Engineering of Orbital Hybridization: An Exotic Strategy to Manipulate Orbital Current
Kun Zheng, Haonan Wang, Ju Chen, Hongxin Cui, Jing Meng, Zheng Li, Cuimei Cao, Haoyu Lin, Yuhao Wang, Keqi Xia, Jiahao Liu, Xiaoyu Feng, Hui Zhang, Bocheng Yu, Jiyuan Li, Yang Xu, Zhengzhong Yang, Shijing Gong, Qingfeng Zhan, Tian Shang
TL;DR
The study tackles the efficiency bottleneck of current-induced spin-orbit torque (SOT) by leveraging orbital mechanisms that operate without spin-orbit coupling (SOC). It combines density functional theory with systematic oxidation-state engineering of CuO_x to strengthen orbital hybridization and the orbital Rashba-Edelstein effect at CuO_x/Cu interfaces, achieving a torque efficiency up to $\xi_ ext{FMR} \,\approx\,0.22$ and a markedly reduced current density $J_c$ compared with conventional heavy metals. A key finding is that the Cu4O3/Cu interfacial region—not CuO/Cu—dominates the SOT enhancement, and redox cycling enables reversible switching between high- and low-torque states. The work provides a general, SOC-free strategy to engineer orbital currents in weak-SOC materials, with broad applicability to other 3d metals and oxide interfaces for next-generation spin-orbitronic devices.
Abstract
Current-induced spin-orbit torque (SOT) plays a crucial role in the next-generation spin-orbitronics. Enhancing its efficiency is both fundamentally and practically interesting and remains a challenge to date. Recently, orbital counterparts of spin effects that do not rely on the spin-orbit coupling (SOC) have been found as an alternative mechanism to realize it.
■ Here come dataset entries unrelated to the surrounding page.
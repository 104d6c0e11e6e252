use anyhow::Context;
use tracing::info;

use crate::Result;
use crate::config::{Config, get_config_dir};
use crate::embeddings::ollama::OllamaEmbedder;
use crate::service::{KnowledgeService, NOT_FOUND_SENTINEL};

fn load_config() -> Result<Config> {
    let config_dir = get_config_dir().map_err(|e| crate::KbError::Config(e.to_string()))?;
    Ok(Config::load(&config_dir)?)
}

/// Rebuild the vector index for one domain, or all of them.
#[inline]
pub async fn rebuild(domain: Option<String>) -> Result<()> {
    let config = load_config()?;
    let service = KnowledgeService::from_config(config).await?;

    info!("Starting knowledge base rebuild");
    service.rebuild_knowledge(domain.as_deref()).await?;

    match domain {
        Some(name) => println!("Rebuilt knowledge base for domain '{name}'."),
        None => println!("Rebuilt knowledge base for all configured domains."),
    }
    Ok(())
}

/// Run a retrieval query and print the context string.
#[inline]
pub async fn search(query: String, limit: usize, domain: Option<String>) -> Result<()> {
    let config = load_config()?;
    let service = KnowledgeService::from_config(config).await?;

    let context = service
        .search_relevant_knowledge(&query, limit, domain.as_deref())
        .await?;

    if context == NOT_FOUND_SENTINEL {
        println!("{context}");
    } else {
        println!("Retrieved context:\n");
        println!("{context}");
    }
    Ok(())
}

/// Report embedding backend health and per-domain index sizes.
#[inline]
pub async fn show_status() -> Result<()> {
    let config = load_config()?;

    println!("Embedding backend:");
    let embedder = OllamaEmbedder::new(&config.ollama)?;
    match embedder.health_check() {
        Ok(()) => println!(
            "  OK ({}://{}:{}, model {})",
            config.ollama.protocol, config.ollama.host, config.ollama.port, config.ollama.model
        ),
        Err(e) => println!("  UNAVAILABLE: {e}"),
    }

    if config.domains.is_empty() {
        println!("\nNo domains configured.");
        println!("Add [[domains]] entries to {}", config.config_file_path().display());
        return Ok(());
    }

    let service = KnowledgeService::from_config(config).await?;

    println!("\nDomains:");
    for domain in &service.config().domains {
        let chunks = service.indexed_chunks(&domain.name).await?;
        println!(
            "  {}: {} chunks indexed, {} keywords",
            domain.name,
            chunks,
            domain.keywords.len()
        );
    }

    Ok(())
}

/// Print the active configuration as TOML.
#[inline]
pub fn show_config() -> Result<()> {
    let config = load_config()?;
    let content = toml::to_string_pretty(&config).context("Failed to serialize config")?;

    println!("Configuration file: {}", config.config_file_path().display());
    println!();
    println!("{content}");
    Ok(())
}
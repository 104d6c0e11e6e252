use clap::{Parser, Subcommand};
use kb_search::Result;
use kb_search::commands::{rebuild, search, show_config, show_status};

#[derive(Parser)]
#[command(name = "kb-search")]
#[command(about = "Semantic retrieval over git docs, wiki pages, and local documents")]
#[command(version)]
struct Cli {
    #[command(subcommand)]
    command: Commands,
}

#[derive(Subcommand)]
enum Commands {
    /// Show the active configuration
    Config,
    /// Rebuild the vector index for one or all domains
    Rebuild {
        /// Rebuild only this domain
        #[arg(long)]
        domain: Option<String>,
    },
    /// Search the knowledge base and print the retrieved context
    Search {
        /// The query text
        query: String,
        /// Maximum number of chunks to retrieve
        #[arg(long, default_value_t = 5)]
        limit: usize,
        /// Search only this domain instead of routing by keywords
        #[arg(long)]
        domain: Option<String>,
    },
    /// Show embedding backend health and per-domain index sizes
    Status,
}

#[tokio::main]
async fn main() -> Result<()> {
    tracing_subscriber::fmt()
        .with_env_filter(tracing_subscriber::EnvFilter::from_default_env())
        .init();

    let cli = Cli::parse();

    match cli.command {
        Commands::Config => {
            show_config()?;
        }
        Commands::Rebuild { domain } => {
            rebuild(domain).await?;
        }
        Commands::Search {
            query,
            limit,
            domain,
        } => {
            search(query, limit, domain).await?;
        }
        Commands::Status => {
            show_status().await?;
        }
    }

    Ok(())
}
This work highlights the engineering of copper oxidation states for manipulating the orbital current and its torque in the CuO$_x$-based heterostructures. The orbital hybridization and thus the orbital-Rashba-Edelstein effect at the CuO$_x$/Cu interfaces are significantly enhanced by increasing the copper oxidation state, yielding a torque efficiency that is almost ten times larger than the conventional heavy metals. The Cu$_4$O$_3$/Cu interface, rather than the widely accepted CuO/Cu interface, is revealed to account for the enhanced SOT performance in the CuO$_x$-based heterostructures. In addition, the torque efficiency can be alternatively switched between high and low thresholds through the redox reaction. The current results establish an exotic and robust strategy for engineering the orbital current and SOT for spin-orbitronics, which applies to other weak-SOC materials.